= IMC AG =

German company

imc AG is a German software company and supplier of E-Learning content with headquarters in Saarbrücken.

==Development==
The company imc information multimedia communication AG was founded in 1996 within the Scheer Group of the Saarland, by business informatics professor and former BITKOM President August-Wilhelm Scheer as a spin off to bundle the E-learning business and to expand.
August-Wilhelm Scheer is the Head of the Supervisory Board.

In June, 2014, Wolfgang Kraemer, Frank Milius, and Volker Zimmermann, founding Board members, left the company after 17 years. Their Successors were Christian Wachter, Tobias Blickle and Rudolf Keul.
Blickle and Keul left the company in 2017.

The company's main product is a Learning management system (LMS). The LMS is the technical basis of the 2011 introduced free access MOOCS platform OpenCourseWorld.

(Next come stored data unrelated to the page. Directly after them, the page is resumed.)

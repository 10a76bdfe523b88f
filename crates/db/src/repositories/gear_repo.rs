//! Repository for the `gear` and `divinations` tables.
//!
//! Both are name-only catalogs.

use acolyte_core::types::DbId;
use sqlx::PgPool;

use crate::models::divination::{Divination, SaveDivination};
use crate::models::gear::{Gear, SaveGear};

const COLUMNS: &str = "id, name, created_at, updated_at";

/// Provides CRUD operations for gear.
pub struct GearRepo;

impl GearRepo {
    pub async fn create(pool: &PgPool, input: &SaveGear) -> Result<Gear, sqlx::Error> {
        let query = format!("INSERT INTO gear (name) VALUES ($1) RETURNING {COLUMNS}");
        sqlx::query_as::<_, Gear>(&query)
            .bind(&input.name)
            .fetch_one(pool)
            .await
    }

    pub async fn find_by_id(pool: &PgPool, id: DbId) -> Result<Option<Gear>, sqlx::Error> {
        let query = format!("SELECT {COLUMNS} FROM gear WHERE id = $1");
        sqlx::query_as::<_, Gear>(&query)
            .bind(id)
            .fetch_optional(pool)
            .await
    }

    pub async fn list(pool: &PgPool) -> Result<Vec<Gear>, sqlx::Error> {
        let query = format!("SELECT {COLUMNS} FROM gear ORDER BY name ASC, id ASC");
        sqlx::query_as::<_, Gear>(&query).fetch_all(pool).await
    }

    /// Rename a row. Returns `None` if it does not exist.
    pub async fn rename(
        pool: &PgPool,
        id: DbId,
        input: &SaveGear,
    ) -> Result<Option<Gear>, sqlx::Error> {
        let query = format!("UPDATE gear SET name = $2 WHERE id = $1 RETURNING {COLUMNS}");
        sqlx::query_as::<_, Gear>(&query)
            .bind(id)
            .bind(&input.name)
            .fetch_optional(pool)
            .await
    }

    pub async fn delete(pool: &PgPool, id: DbId) -> Result<bool, sqlx::Error> {
        let result = sqlx::query("DELETE FROM gear WHERE id = $1")
            .bind(id)
            .execute(pool)
            .await?;
        Ok(result.rows_affected() > 0)
    }
}

/// Provides CRUD operations for imperial divinations.
pub struct DivinationRepo;

impl DivinationRepo {
    pub async fn create(pool: &PgPool, input: &SaveDivination) -> Result<Divination, sqlx::Error> {
        let query = format!("INSERT INTO divinations (name) VALUES ($1) RETURNING {COLUMNS}");
        sqlx::query_as::<_, Divination>(&query)
            .bind(&input.name)
            .fetch_one(pool)
            .await
    }

    pub async fn find_by_id(pool: &PgPool, id: DbId) -> Result<Option<Divination>, sqlx::Error> {
        let query = format!("SELECT {COLUMNS} FROM divinations WHERE id = $1");
        sqlx::query_as::<_, Divination>(&query)
            .bind(id)
            .fetch_optional(pool)
            .await
    }

    pub async fn list(pool: &PgPool) -> Result<Vec<Divination>, sqlx::Error> {
        let query = format!("SELECT {COLUMNS} FROM divinations ORDER BY name ASC, id ASC");
        sqlx::query_as::<_, Divination>(&query).fetch_all(pool).await
    }

    /// Rename a row. Returns `None` if it does not exist.
    pub async fn rename(
        pool: &PgPool,
        id: DbId,
        input: &SaveDivination,
    ) -> Result<Option<Divination>, sqlx::Error> {
        let query = format!("UPDATE divinations SET name = $2 WHERE id = $1 RETURNING {COLUMNS}");
        sqlx::query_as::<_, Divination>(&query)
            .bind(id)
            .bind(&input.name)
            .fetch_optional(pool)
            .await
    }

    pub async fn delete(pool: &PgPool, id: DbId) -> Result<bool, sqlx::Error> {
        let result = sqlx::query("DELETE FROM divinations WHERE id = $1")
            .bind(id)
            .execute(pool)
            .await?;
        Ok(result.rows_affected() > 0)
    }
}
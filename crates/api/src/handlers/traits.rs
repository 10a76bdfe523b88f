//! Handlers for the `/traits` catalog.

use acolyte_core::error::CoreError;
use acolyte_core::types::DbId;
use acolyte_db::models::traits::{CreateTrait, Trait, UpdateTrait};
use acolyte_db::repositories::TraitRepo;
use axum::extract::{Path, State};
use axum::http::StatusCode;
use axum::Json;
use validator::Validate;

use crate::error::{AppError, AppResult};
use crate::state::AppState;

fn not_found(id: DbId) -> AppError {
    AppError::Core(CoreError::NotFound {
        entity: "Trait",
        id,
    })
}

/// POST /api/v1/traits
pub async fn create(
    State(state): State<AppState>,
    Json(input): Json<CreateTrait>,
) -> AppResult<(StatusCode, Json<Trait>)> {
    input.validate()?;
    let row = TraitRepo::create(&state.pool, &input).await?;
    Ok((StatusCode::CREATED, Json(row)))
}

/// GET /api/v1/traits
pub async fn list(State(state): State<AppState>) -> AppResult<Json<Vec<Trait>>> {
    let rows = TraitRepo::list(&state.pool).await?;
    Ok(Json(rows))
}

/// GET /api/v1/traits/{id}
pub async fn get_by_id(
    State(state): State<AppState>,
    Path(id): Path<DbId>,
) -> AppResult<Json<Trait>> {
    let row = TraitRepo::find_by_id(&state.pool, id)
        .await?
        .ok_or_else(|| not_found(id))?;
    Ok(Json(row))
}

/// PUT /api/v1/traits/{id}
pub async fn update(
    State(state): State<AppState>,
    Path(id): Path<DbId>,
    Json(input): Json<UpdateTrait>,
) -> AppResult<Json<Trait>> {
    input.validate()?;
    let row = TraitRepo::update(&state.pool, id, &input)
        .await?
        .ok_or_else(|| not_found(id))?;
    Ok(Json(row))
}

/// DELETE /api/v1/traits/{id}
pub async fn delete(
    State(state): State<AppState>,
    Path(id): Path<DbId>,
) -> AppResult<StatusCode> {
    if TraitRepo::delete(&state.pool, id).await? {
        Ok(StatusCode::NO_CONTENT)
    } else {
        Err(not_found(id))
    }
}
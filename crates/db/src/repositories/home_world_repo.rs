//! Repository for the `home_worlds`, `home_world_classes` and `quirks` tables.

use acolyte_core::roll::RollCandidate;
use acolyte_core::types::DbId;
use sqlx::PgPool;

use crate::models::home_world::{
    CreateHomeWorld, CreateHomeWorldClass, CreateQuirk, HomeWorld, HomeWorldAssociation,
    HomeWorldClass, HomeWorldDetail, Quirk, UpdateHomeWorld,
};
use crate::repositories::LinkRepo;

/// Column list shared across queries to avoid repetition.
const COLUMNS: &str = "id, name, description, life_description, pc_description, \
    start_roll, end_roll, created_at, updated_at";

const CLASS_COLUMNS: &str = "id, home_world_id, name, description, created_at, updated_at";

const QUIRK_COLUMNS: &str = "id, home_world_id, name, created_at, updated_at";

/// Provides CRUD operations for home worlds and their owned rows.
pub struct HomeWorldRepo;

impl HomeWorldRepo {
    /// Insert a new home world, returning the created row.
    pub async fn create(pool: &PgPool, input: &CreateHomeWorld) -> Result<HomeWorld, sqlx::Error> {
        let query = format!(
            "INSERT INTO home_worlds
                (name, description, life_description, pc_description, start_roll, end_roll)
             VALUES ($1, COALESCE($2, ''), COALESCE($3, ''), COALESCE($4, ''), $5, $6)
             RETURNING {COLUMNS}"
        );
        sqlx::query_as::<_, HomeWorld>(&query)
            .bind(&input.name)
            .bind(&input.description)
            .bind(&input.life_description)
            .bind(&input.pc_description)
            .bind(input.start_roll)
            .bind(input.end_roll)
            .fetch_one(pool)
            .await
    }

    /// Find a home world by its internal ID.
    pub async fn find_by_id(pool: &PgPool, id: DbId) -> Result<Option<HomeWorld>, sqlx::Error> {
        let query = format!("SELECT {COLUMNS} FROM home_worlds WHERE id = $1");
        sqlx::query_as::<_, HomeWorld>(&query)
            .bind(id)
            .fetch_optional(pool)
            .await
    }

    /// List all home worlds in roll-table order (id ascending).
    pub async fn list(pool: &PgPool) -> Result<Vec<HomeWorld>, sqlx::Error> {
        let query = format!("SELECT {COLUMNS} FROM home_worlds ORDER BY id ASC");
        sqlx::query_as::<_, HomeWorld>(&query).fetch_all(pool).await
    }

    /// The roll table: every home world's range with its derived weight,
    /// ordered by id ascending so seeded draws are reproducible.
    pub async fn list_roll_candidates(pool: &PgPool) -> Result<Vec<RollCandidate>, sqlx::Error> {
        let rows: Vec<(DbId, i32, i32)> =
            sqlx::query_as("SELECT id, start_roll, end_roll FROM home_worlds ORDER BY id ASC")
                .fetch_all(pool)
                .await?;
        Ok(rows
            .into_iter()
            .map(|(id, start_roll, end_roll)| RollCandidate::new(id, start_roll, end_roll))
            .collect())
    }

    /// Update a home world. Only non-`None` fields in `input` are applied.
    ///
    /// Returns `None` if no row with the given `id` exists.
    pub async fn update(
        pool: &PgPool,
        id: DbId,
        input: &UpdateHomeWorld,
    ) -> Result<Option<HomeWorld>, sqlx::Error> {
        let query = format!(
            "UPDATE home_worlds SET
                name = COALESCE($2, name),
                description = COALESCE($3, description),
                life_description = COALESCE($4, life_description),
                pc_description = COALESCE($5, pc_description),
                start_roll = COALESCE($6, start_roll),
                end_roll = COALESCE($7, end_roll)
             WHERE id = $1
             RETURNING {COLUMNS}"
        );
        sqlx::query_as::<_, HomeWorld>(&query)
            .bind(id)
            .bind(&input.name)
            .bind(&input.description)
            .bind(&input.life_description)
            .bind(&input.pc_description)
            .bind(input.start_roll)
            .bind(input.end_roll)
            .fetch_optional(pool)
            .await
    }

    /// Delete a home world. Characters pointing at it lose their home world;
    /// its classes and quirks are removed.
    pub async fn delete(pool: &PgPool, id: DbId) -> Result<bool, sqlx::Error> {
        let result = sqlx::query("DELETE FROM home_worlds WHERE id = $1")
            .bind(id)
            .execute(pool)
            .await?;
        Ok(result.rows_affected() > 0)
    }

    /// Load a home world with its linked ids, quirks and classes.
    pub async fn find_detail(
        pool: &PgPool,
        id: DbId,
    ) -> Result<Option<HomeWorldDetail>, sqlx::Error> {
        let Some(home_world) = Self::find_by_id(pool, id).await? else {
            return Ok(None);
        };
        let roll_weight = home_world.roll_candidate().roll_weight;

        let ids = |a: HomeWorldAssociation| LinkRepo::linked_ids(pool, a.link(), id);

        Ok(Some(HomeWorldDetail {
            roll_weight,
            skill_ids: ids(HomeWorldAssociation::Skills).await?,
            trait_ids: ids(HomeWorldAssociation::Traits).await?,
            career_path_ids: ids(HomeWorldAssociation::CareerPaths).await?,
            quirks: Self::list_quirks(pool, id).await?,
            classes: Self::list_classes(pool, id).await?,
            home_world,
        }))
    }

    // -----------------------------------------------------------------------
    // Classes
    // -----------------------------------------------------------------------

    /// Insert a class owned by `home_world_id`.
    pub async fn create_class(
        pool: &PgPool,
        home_world_id: DbId,
        input: &CreateHomeWorldClass,
    ) -> Result<HomeWorldClass, sqlx::Error> {
        let query = format!(
            "INSERT INTO home_world_classes (home_world_id, name, description)
             VALUES ($1, $2, COALESCE($3, ''))
             RETURNING {CLASS_COLUMNS}"
        );
        sqlx::query_as::<_, HomeWorldClass>(&query)
            .bind(home_world_id)
            .bind(&input.name)
            .bind(&input.description)
            .fetch_one(pool)
            .await
    }

    /// Classes of a home world, ordered by name.
    pub async fn list_classes(
        pool: &PgPool,
        home_world_id: DbId,
    ) -> Result<Vec<HomeWorldClass>, sqlx::Error> {
        let query = format!(
            "SELECT {CLASS_COLUMNS} FROM home_world_classes
             WHERE home_world_id = $1
             ORDER BY name ASC"
        );
        sqlx::query_as::<_, HomeWorldClass>(&query)
            .bind(home_world_id)
            .fetch_all(pool)
            .await
    }

    // -----------------------------------------------------------------------
    // Quirks
    // -----------------------------------------------------------------------

    /// Insert a quirk owned by `home_world_id`.
    pub async fn create_quirk(
        pool: &PgPool,
        home_world_id: DbId,
        input: &CreateQuirk,
    ) -> Result<Quirk, sqlx::Error> {
        let query = format!(
            "INSERT INTO quirks (home_world_id, name)
             VALUES ($1, $2)
             RETURNING {QUIRK_COLUMNS}"
        );
        sqlx::query_as::<_, Quirk>(&query)
            .bind(home_world_id)
            .bind(&input.name)
            .fetch_one(pool)
            .await
    }

    /// Quirks of a home world, ordered by name.
    pub async fn list_quirks(
        pool: &PgPool,
        home_world_id: DbId,
    ) -> Result<Vec<Quirk>, sqlx::Error> {
        let query = format!(
            "SELECT {QUIRK_COLUMNS} FROM quirks
             WHERE home_world_id = $1
             ORDER BY name ASC"
        );
        sqlx::query_as::<_, Quirk>(&query)
            .bind(home_world_id)
            .fetch_all(pool)
            .await
    }
}
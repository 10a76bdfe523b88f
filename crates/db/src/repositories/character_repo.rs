//! Repository for the `characters` and `character_characteristics` tables.

use acolyte_core::types::DbId;
use sqlx::PgPool;

use crate::models::character::{
    Character, CharacterAssociation, CharacterSheet, CreateCharacter, UpdateCharacter,
};
use crate::models::characteristic::{CharacterCharacteristic, SetCharacteristic};
use crate::repositories::LinkRepo;

/// Column list shared across queries to avoid repetition.
const COLUMNS: &str = "id, name, home_world_id, career_path_id, home_world_class_id, \
    divination_id, wound, fate_point, wealth, sex, age, hair_color, eye_color, skin_color, \
    created_at, updated_at";

/// Column list for the `character_characteristics` table.
const CHARACTERISTIC_COLUMNS: &str =
    "id, character_id, characteristic, value, created_at, updated_at";

/// Provides CRUD operations for characters plus home world and
/// characteristic helpers.
pub struct CharacterRepo;

impl CharacterRepo {
    /// Insert a new character, returning the created row. The home world
    /// always starts unset.
    pub async fn create(pool: &PgPool, input: &CreateCharacter) -> Result<Character, sqlx::Error> {
        let query = format!(
            "INSERT INTO characters (name, career_path_id, age, sex)
             VALUES ($1, $2, $3, COALESCE($4, ''))
             RETURNING {COLUMNS}"
        );
        sqlx::query_as::<_, Character>(&query)
            .bind(&input.name)
            .bind(input.career_path_id)
            .bind(input.age)
            .bind(&input.sex)
            .fetch_one(pool)
            .await
    }

    /// Find a character by its internal ID.
    pub async fn find_by_id(pool: &PgPool, id: DbId) -> Result<Option<Character>, sqlx::Error> {
        let query = format!("SELECT {COLUMNS} FROM characters WHERE id = $1");
        sqlx::query_as::<_, Character>(&query)
            .bind(id)
            .fetch_optional(pool)
            .await
    }

    /// List all characters, ordered by name ascending.
    pub async fn list(pool: &PgPool) -> Result<Vec<Character>, sqlx::Error> {
        let query = format!("SELECT {COLUMNS} FROM characters ORDER BY name ASC, id ASC");
        sqlx::query_as::<_, Character>(&query).fetch_all(pool).await
    }

    /// Update a character. Only non-`None` fields in `input` are applied.
    ///
    /// For the `Option<Option<_>>` fields a `Some(None)` clears the column.
    /// Returns `None` if no row with the given `id` exists.
    pub async fn update(
        pool: &PgPool,
        id: DbId,
        input: &UpdateCharacter,
    ) -> Result<Option<Character>, sqlx::Error> {
        let query = format!(
            "UPDATE characters SET
                name = COALESCE($2, name),
                career_path_id = CASE WHEN $3 THEN $4 ELSE career_path_id END,
                home_world_class_id = CASE WHEN $5 THEN $6 ELSE home_world_class_id END,
                divination_id = CASE WHEN $7 THEN $8 ELSE divination_id END,
                wound = CASE WHEN $9 THEN $10 ELSE wound END,
                fate_point = CASE WHEN $11 THEN $12 ELSE fate_point END,
                wealth = CASE WHEN $13 THEN $14 ELSE wealth END,
                sex = COALESCE($15, sex),
                age = CASE WHEN $16 THEN $17 ELSE age END,
                hair_color = COALESCE($18, hair_color),
                eye_color = COALESCE($19, eye_color),
                skin_color = COALESCE($20, skin_color)
             WHERE id = $1
             RETURNING {COLUMNS}"
        );
        sqlx::query_as::<_, Character>(&query)
            .bind(id)
            .bind(&input.name)
            .bind(input.career_path_id.is_some())
            .bind(input.career_path_id.flatten())
            .bind(input.home_world_class_id.is_some())
            .bind(input.home_world_class_id.flatten())
            .bind(input.divination_id.is_some())
            .bind(input.divination_id.flatten())
            .bind(input.wound.is_some())
            .bind(input.wound.flatten())
            .bind(input.fate_point.is_some())
            .bind(input.fate_point.flatten())
            .bind(input.wealth.is_some())
            .bind(input.wealth.flatten())
            .bind(&input.sex)
            .bind(input.age.is_some())
            .bind(input.age.flatten())
            .bind(&input.hair_color)
            .bind(&input.eye_color)
            .bind(&input.skin_color)
            .fetch_optional(pool)
            .await
    }

    /// Permanently delete a character by ID. Returns `true` if a row was removed.
    ///
    /// Associations and characteristics cascade.
    pub async fn delete(pool: &PgPool, id: DbId) -> Result<bool, sqlx::Error> {
        let result = sqlx::query("DELETE FROM characters WHERE id = $1")
            .bind(id)
            .execute(pool)
            .await?;
        Ok(result.rows_affected() > 0)
    }

    // -----------------------------------------------------------------------
    // Home world
    // -----------------------------------------------------------------------

    /// Overwrite the character's home world, or clear it with `None`.
    ///
    /// The row is locked for the duration of the transaction so concurrent
    /// writers for the same character serialize instead of losing an update.
    /// Returns `None` (and writes nothing) if the character does not exist.
    pub async fn set_home_world(
        pool: &PgPool,
        id: DbId,
        home_world_id: Option<DbId>,
    ) -> Result<Option<Character>, sqlx::Error> {
        let mut tx = pool.begin().await?;

        let locked: Option<DbId> =
            sqlx::query_scalar("SELECT id FROM characters WHERE id = $1 FOR UPDATE")
                .bind(id)
                .fetch_optional(&mut *tx)
                .await?;
        if locked.is_none() {
            tx.rollback().await?;
            return Ok(None);
        }

        let query = format!(
            "UPDATE characters SET home_world_id = $2
             WHERE id = $1
             RETURNING {COLUMNS}"
        );
        let character = sqlx::query_as::<_, Character>(&query)
            .bind(id)
            .bind(home_world_id)
            .fetch_one(&mut *tx)
            .await?;

        tx.commit().await?;
        tracing::debug!(character_id = id, ?home_world_id, "Character home world updated");
        Ok(Some(character))
    }

    // -----------------------------------------------------------------------
    // Sheet
    // -----------------------------------------------------------------------

    /// Load a character with every association id and characteristic value.
    pub async fn find_sheet(
        pool: &PgPool,
        id: DbId,
    ) -> Result<Option<CharacterSheet>, sqlx::Error> {
        let Some(character) = Self::find_by_id(pool, id).await? else {
            return Ok(None);
        };

        let ids = |a: CharacterAssociation| LinkRepo::linked_ids(pool, a.link(), id);

        Ok(Some(CharacterSheet {
            character,
            skill_ids: ids(CharacterAssociation::Skills).await?,
            talent_ids: ids(CharacterAssociation::Talents).await?,
            gear_ids: ids(CharacterAssociation::Gear).await?,
            rank_ids: ids(CharacterAssociation::Ranks).await?,
            trait_ids: ids(CharacterAssociation::Traits).await?,
            quirk_ids: ids(CharacterAssociation::Quirks).await?,
            armour_ids: ids(CharacterAssociation::Armours).await?,
            mutation_ids: ids(CharacterAssociation::Mutations).await?,
            characteristics: Self::list_characteristics(pool, id).await?,
        }))
    }

    // -----------------------------------------------------------------------
    // Characteristics
    // -----------------------------------------------------------------------

    /// All characteristic values for a character, ordered by code.
    pub async fn list_characteristics(
        pool: &PgPool,
        character_id: DbId,
    ) -> Result<Vec<CharacterCharacteristic>, sqlx::Error> {
        let query = format!(
            "SELECT {CHARACTERISTIC_COLUMNS} FROM character_characteristics
             WHERE character_id = $1
             ORDER BY characteristic"
        );
        sqlx::query_as::<_, CharacterCharacteristic>(&query)
            .bind(character_id)
            .fetch_all(pool)
            .await
    }

    /// Insert or overwrite characteristic values in one transaction.
    ///
    /// Characteristics not mentioned in `values` are left as they are.
    pub async fn upsert_characteristics(
        pool: &PgPool,
        character_id: DbId,
        values: &[SetCharacteristic],
    ) -> Result<Vec<CharacterCharacteristic>, sqlx::Error> {
        let mut tx = pool.begin().await?;
        for entry in values {
            sqlx::query(
                "INSERT INTO character_characteristics (character_id, characteristic, value)
                 VALUES ($1, $2, $3)
                 ON CONFLICT (character_id, characteristic)
                 DO UPDATE SET value = EXCLUDED.value",
            )
            .bind(character_id)
            .bind(entry.characteristic.code())
            .bind(entry.value)
            .execute(&mut *tx)
            .await?;
        }
        tx.commit().await?;
        Self::list_characteristics(pool, character_id).await
    }
}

In 2014, the IT Journal CHIP placed OpenCourseWorld under the three best MOOCS platforms in the German speaking world together with Coursera and iversity.

2013, the company moved with 170 employees in the new building of the Scheer towers on the University campus North of the University of the Saarland. Other locations are Munich, Freiburg, Essen, Graz (Austria), Zürich (Switzerland), Sibiu (Romania), London (United Kingdom), Singapore and Melbourne (Australia).